Collected data:
────

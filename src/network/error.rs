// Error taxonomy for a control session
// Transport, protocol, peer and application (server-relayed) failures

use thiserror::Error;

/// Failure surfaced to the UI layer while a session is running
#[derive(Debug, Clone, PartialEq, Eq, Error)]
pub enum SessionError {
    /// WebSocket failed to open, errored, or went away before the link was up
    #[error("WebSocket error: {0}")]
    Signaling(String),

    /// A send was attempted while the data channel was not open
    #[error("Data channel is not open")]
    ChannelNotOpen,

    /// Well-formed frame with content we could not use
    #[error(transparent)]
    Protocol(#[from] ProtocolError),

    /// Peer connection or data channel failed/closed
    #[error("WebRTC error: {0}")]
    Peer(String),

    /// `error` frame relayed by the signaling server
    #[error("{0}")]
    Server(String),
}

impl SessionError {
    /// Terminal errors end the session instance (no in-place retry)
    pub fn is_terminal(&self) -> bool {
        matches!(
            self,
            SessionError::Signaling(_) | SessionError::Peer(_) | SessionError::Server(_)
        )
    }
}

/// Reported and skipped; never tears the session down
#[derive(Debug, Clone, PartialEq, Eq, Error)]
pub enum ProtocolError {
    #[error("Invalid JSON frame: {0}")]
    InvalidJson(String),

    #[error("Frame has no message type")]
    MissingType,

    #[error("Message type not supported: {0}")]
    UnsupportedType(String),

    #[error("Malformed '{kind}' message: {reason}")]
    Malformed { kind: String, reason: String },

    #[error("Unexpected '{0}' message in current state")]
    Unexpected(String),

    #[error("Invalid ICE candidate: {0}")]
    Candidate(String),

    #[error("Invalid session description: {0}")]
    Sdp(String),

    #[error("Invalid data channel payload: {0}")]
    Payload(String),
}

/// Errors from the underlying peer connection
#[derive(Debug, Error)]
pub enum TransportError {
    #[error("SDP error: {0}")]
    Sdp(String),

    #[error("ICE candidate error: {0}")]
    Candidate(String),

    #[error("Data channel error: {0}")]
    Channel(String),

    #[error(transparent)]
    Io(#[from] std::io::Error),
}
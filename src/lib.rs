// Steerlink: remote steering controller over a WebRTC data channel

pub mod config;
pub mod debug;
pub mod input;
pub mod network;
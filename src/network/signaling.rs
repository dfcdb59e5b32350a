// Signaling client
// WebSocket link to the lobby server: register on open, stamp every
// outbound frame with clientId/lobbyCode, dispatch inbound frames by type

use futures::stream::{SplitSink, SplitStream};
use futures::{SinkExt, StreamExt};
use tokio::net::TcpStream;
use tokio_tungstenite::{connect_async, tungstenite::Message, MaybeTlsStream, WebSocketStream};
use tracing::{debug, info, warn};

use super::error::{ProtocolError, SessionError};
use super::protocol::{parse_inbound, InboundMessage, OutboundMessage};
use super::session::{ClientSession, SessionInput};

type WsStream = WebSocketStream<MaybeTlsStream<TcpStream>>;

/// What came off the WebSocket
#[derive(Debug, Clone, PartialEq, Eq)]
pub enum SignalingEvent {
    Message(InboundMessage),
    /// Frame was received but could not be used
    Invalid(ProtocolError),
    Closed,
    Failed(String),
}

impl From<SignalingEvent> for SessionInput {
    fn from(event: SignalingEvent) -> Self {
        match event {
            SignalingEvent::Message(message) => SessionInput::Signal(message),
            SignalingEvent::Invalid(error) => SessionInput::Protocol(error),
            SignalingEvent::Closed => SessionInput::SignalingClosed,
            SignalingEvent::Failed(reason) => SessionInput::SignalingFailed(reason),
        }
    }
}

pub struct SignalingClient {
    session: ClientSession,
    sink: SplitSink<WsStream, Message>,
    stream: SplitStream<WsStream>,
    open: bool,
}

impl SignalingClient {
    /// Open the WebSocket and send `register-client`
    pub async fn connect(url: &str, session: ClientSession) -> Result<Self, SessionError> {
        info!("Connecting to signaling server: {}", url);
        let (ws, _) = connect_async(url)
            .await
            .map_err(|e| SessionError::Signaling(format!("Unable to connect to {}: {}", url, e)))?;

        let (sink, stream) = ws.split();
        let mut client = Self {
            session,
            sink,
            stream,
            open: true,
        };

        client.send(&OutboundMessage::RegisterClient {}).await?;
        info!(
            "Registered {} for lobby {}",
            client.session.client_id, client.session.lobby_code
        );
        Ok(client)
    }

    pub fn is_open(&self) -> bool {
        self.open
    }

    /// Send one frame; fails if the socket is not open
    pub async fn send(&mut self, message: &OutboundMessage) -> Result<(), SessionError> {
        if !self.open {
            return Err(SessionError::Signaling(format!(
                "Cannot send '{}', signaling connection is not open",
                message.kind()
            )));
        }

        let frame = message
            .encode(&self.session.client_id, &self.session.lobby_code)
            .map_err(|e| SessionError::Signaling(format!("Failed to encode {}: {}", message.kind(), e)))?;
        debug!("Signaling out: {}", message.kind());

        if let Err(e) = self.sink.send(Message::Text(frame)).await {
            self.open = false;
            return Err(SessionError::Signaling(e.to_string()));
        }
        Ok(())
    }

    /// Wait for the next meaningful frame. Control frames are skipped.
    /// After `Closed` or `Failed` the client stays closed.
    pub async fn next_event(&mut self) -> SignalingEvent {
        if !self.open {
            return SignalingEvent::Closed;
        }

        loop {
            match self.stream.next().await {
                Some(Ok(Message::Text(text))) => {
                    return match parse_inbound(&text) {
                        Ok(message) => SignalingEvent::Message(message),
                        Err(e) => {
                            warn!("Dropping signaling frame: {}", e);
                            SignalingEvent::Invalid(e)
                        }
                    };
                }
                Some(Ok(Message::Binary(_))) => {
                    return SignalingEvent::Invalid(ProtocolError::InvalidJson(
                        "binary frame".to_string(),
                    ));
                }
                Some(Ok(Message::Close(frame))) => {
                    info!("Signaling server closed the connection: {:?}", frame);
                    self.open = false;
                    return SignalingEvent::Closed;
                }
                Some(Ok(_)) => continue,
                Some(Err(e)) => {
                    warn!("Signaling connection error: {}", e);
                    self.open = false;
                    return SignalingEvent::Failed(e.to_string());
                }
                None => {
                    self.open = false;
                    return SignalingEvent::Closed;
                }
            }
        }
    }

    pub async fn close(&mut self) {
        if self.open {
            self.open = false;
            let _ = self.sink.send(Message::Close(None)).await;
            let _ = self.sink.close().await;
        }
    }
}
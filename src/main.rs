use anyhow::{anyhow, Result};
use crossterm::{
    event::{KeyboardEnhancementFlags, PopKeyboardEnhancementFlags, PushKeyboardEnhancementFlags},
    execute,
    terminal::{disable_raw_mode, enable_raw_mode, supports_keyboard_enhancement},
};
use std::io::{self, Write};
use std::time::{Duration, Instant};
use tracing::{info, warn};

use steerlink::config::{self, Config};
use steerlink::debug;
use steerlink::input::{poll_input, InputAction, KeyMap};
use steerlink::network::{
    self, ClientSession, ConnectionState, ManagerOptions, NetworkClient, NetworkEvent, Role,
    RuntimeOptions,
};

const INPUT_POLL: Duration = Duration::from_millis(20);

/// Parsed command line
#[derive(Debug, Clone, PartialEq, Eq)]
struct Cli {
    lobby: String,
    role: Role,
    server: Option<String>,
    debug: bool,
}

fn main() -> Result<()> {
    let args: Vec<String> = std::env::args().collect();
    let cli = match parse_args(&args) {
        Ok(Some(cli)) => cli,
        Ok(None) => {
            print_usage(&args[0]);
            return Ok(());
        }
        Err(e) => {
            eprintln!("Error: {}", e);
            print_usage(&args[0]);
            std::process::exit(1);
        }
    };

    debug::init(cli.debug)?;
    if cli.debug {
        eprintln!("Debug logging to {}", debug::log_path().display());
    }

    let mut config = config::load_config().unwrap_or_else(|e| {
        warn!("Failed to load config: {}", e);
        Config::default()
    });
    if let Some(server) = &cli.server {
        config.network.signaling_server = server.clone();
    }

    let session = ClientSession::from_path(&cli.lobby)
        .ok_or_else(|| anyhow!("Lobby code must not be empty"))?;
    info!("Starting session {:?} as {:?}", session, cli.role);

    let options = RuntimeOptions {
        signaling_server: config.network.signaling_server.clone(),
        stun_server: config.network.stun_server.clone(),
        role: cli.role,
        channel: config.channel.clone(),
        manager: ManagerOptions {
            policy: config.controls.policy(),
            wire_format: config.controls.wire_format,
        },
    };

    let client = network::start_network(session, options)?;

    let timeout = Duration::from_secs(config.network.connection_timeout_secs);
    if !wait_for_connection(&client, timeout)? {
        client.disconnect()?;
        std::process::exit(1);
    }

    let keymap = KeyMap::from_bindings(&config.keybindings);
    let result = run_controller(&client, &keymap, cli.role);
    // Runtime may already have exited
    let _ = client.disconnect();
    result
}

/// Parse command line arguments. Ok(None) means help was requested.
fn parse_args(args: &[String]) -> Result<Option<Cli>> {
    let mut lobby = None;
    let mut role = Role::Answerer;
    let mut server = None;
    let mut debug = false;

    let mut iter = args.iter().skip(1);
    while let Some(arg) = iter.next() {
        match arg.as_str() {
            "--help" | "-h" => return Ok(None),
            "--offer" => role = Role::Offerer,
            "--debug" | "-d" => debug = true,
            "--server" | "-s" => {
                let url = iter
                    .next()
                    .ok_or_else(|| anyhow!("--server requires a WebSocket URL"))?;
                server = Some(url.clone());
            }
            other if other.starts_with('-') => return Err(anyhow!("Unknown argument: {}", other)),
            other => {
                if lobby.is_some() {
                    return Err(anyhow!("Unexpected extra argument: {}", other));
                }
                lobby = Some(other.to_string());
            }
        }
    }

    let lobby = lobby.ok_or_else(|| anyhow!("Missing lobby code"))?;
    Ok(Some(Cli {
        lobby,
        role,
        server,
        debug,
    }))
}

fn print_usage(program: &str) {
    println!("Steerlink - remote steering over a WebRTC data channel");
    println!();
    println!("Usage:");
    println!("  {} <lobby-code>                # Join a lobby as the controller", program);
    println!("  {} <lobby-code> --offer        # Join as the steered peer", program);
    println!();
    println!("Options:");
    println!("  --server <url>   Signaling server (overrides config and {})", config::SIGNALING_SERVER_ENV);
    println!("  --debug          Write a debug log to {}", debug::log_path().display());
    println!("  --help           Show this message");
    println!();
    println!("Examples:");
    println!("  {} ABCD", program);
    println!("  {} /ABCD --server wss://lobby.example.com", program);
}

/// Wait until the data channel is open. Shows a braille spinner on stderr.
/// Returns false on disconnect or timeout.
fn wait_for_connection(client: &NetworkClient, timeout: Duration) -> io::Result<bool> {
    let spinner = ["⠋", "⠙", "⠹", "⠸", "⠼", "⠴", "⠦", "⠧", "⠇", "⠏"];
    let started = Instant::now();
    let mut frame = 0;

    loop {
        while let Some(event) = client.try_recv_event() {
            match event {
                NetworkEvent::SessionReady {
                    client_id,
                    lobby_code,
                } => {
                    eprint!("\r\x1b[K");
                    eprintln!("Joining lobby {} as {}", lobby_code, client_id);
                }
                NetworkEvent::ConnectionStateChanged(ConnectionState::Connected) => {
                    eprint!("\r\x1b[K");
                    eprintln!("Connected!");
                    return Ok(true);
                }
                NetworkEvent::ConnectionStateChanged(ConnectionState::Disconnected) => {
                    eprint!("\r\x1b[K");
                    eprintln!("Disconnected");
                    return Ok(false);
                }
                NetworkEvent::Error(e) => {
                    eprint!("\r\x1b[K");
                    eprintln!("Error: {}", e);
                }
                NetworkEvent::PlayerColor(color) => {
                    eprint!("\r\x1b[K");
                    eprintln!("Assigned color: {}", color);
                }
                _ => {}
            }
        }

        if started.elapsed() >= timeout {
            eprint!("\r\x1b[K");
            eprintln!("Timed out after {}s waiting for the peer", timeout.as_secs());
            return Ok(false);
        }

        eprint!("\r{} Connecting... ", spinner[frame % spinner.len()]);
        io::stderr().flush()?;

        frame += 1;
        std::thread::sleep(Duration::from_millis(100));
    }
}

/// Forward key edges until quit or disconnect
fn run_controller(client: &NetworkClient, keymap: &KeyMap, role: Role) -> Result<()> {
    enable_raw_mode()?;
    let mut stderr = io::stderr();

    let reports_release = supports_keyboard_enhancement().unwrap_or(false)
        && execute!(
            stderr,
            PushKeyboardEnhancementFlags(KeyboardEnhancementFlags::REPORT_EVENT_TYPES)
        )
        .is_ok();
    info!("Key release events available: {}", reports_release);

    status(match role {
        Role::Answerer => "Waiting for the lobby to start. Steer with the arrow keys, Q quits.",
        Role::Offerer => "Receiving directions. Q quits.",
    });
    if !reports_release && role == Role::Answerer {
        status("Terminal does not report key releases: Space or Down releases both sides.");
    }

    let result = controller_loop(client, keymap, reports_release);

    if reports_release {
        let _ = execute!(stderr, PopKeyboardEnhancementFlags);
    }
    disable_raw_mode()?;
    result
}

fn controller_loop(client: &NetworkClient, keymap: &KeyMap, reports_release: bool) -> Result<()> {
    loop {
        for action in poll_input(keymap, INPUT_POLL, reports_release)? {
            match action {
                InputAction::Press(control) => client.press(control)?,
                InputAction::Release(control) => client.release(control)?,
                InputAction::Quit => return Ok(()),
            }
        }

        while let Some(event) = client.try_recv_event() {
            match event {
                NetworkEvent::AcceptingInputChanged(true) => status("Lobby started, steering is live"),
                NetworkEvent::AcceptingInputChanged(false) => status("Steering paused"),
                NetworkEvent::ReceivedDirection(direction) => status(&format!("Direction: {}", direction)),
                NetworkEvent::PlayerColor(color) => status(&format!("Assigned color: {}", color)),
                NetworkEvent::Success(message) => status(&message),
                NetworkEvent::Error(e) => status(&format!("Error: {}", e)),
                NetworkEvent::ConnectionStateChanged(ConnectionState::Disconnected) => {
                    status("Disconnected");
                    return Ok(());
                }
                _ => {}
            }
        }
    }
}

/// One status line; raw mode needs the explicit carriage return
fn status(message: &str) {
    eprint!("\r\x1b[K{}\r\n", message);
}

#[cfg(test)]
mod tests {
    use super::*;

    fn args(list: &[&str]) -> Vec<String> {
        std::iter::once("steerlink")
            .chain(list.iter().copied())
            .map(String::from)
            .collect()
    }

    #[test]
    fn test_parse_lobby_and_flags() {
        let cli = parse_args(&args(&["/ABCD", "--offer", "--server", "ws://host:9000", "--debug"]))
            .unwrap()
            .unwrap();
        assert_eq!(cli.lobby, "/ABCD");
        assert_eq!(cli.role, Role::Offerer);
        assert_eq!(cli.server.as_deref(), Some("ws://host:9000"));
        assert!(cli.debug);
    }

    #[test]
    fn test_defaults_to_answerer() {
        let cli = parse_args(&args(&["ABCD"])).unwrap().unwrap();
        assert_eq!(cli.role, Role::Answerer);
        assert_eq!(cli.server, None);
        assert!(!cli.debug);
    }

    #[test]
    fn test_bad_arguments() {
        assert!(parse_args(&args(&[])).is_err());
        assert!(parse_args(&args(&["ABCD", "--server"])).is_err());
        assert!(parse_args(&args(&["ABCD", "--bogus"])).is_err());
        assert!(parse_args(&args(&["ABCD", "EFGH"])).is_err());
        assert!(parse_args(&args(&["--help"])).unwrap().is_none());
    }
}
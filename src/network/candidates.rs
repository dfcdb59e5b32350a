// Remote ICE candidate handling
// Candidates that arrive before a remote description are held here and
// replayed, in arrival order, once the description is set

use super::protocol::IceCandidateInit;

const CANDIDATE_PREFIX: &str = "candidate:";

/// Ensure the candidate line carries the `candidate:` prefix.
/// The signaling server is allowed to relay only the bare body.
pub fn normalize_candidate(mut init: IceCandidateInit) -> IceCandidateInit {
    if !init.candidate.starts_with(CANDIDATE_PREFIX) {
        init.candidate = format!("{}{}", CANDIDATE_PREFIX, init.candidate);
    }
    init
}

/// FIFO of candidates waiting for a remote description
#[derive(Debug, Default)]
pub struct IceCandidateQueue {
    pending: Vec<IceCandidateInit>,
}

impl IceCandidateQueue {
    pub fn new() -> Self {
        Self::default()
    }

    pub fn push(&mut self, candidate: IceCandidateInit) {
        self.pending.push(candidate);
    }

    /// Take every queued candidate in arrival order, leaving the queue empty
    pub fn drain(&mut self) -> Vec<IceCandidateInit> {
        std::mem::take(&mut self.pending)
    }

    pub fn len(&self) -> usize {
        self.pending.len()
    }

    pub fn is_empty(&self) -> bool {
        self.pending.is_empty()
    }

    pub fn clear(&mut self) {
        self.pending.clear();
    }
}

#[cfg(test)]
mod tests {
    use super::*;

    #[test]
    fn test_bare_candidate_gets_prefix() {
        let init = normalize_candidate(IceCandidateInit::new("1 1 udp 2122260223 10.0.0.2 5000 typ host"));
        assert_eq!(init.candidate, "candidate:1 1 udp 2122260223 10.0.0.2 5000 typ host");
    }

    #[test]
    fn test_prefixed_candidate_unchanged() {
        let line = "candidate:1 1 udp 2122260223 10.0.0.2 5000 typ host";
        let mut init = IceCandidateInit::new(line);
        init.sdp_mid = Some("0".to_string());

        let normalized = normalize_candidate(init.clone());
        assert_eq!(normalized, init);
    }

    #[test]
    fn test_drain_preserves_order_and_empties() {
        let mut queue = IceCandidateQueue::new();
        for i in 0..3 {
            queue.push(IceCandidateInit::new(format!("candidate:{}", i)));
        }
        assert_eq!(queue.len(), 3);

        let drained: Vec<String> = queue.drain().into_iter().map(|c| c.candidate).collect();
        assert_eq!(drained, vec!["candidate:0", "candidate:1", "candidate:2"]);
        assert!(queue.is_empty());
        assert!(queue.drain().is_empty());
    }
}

────

* _What you are asked to do_
Restate word for word the lines above, beginning at the first one and ending at the line that carries "pub enum SessionError".

* _Exercise response_
filename src/network/error.rs
// Error taxonomy for a control session
// Transport, protocol, peer and application (server-relayed) failures

use thiserror::Error;

/// Failure surfaced to the UI layer while a session is running
#[derive(Debug, Clone, PartialEq, Eq, Error)]
pub enum SessionError {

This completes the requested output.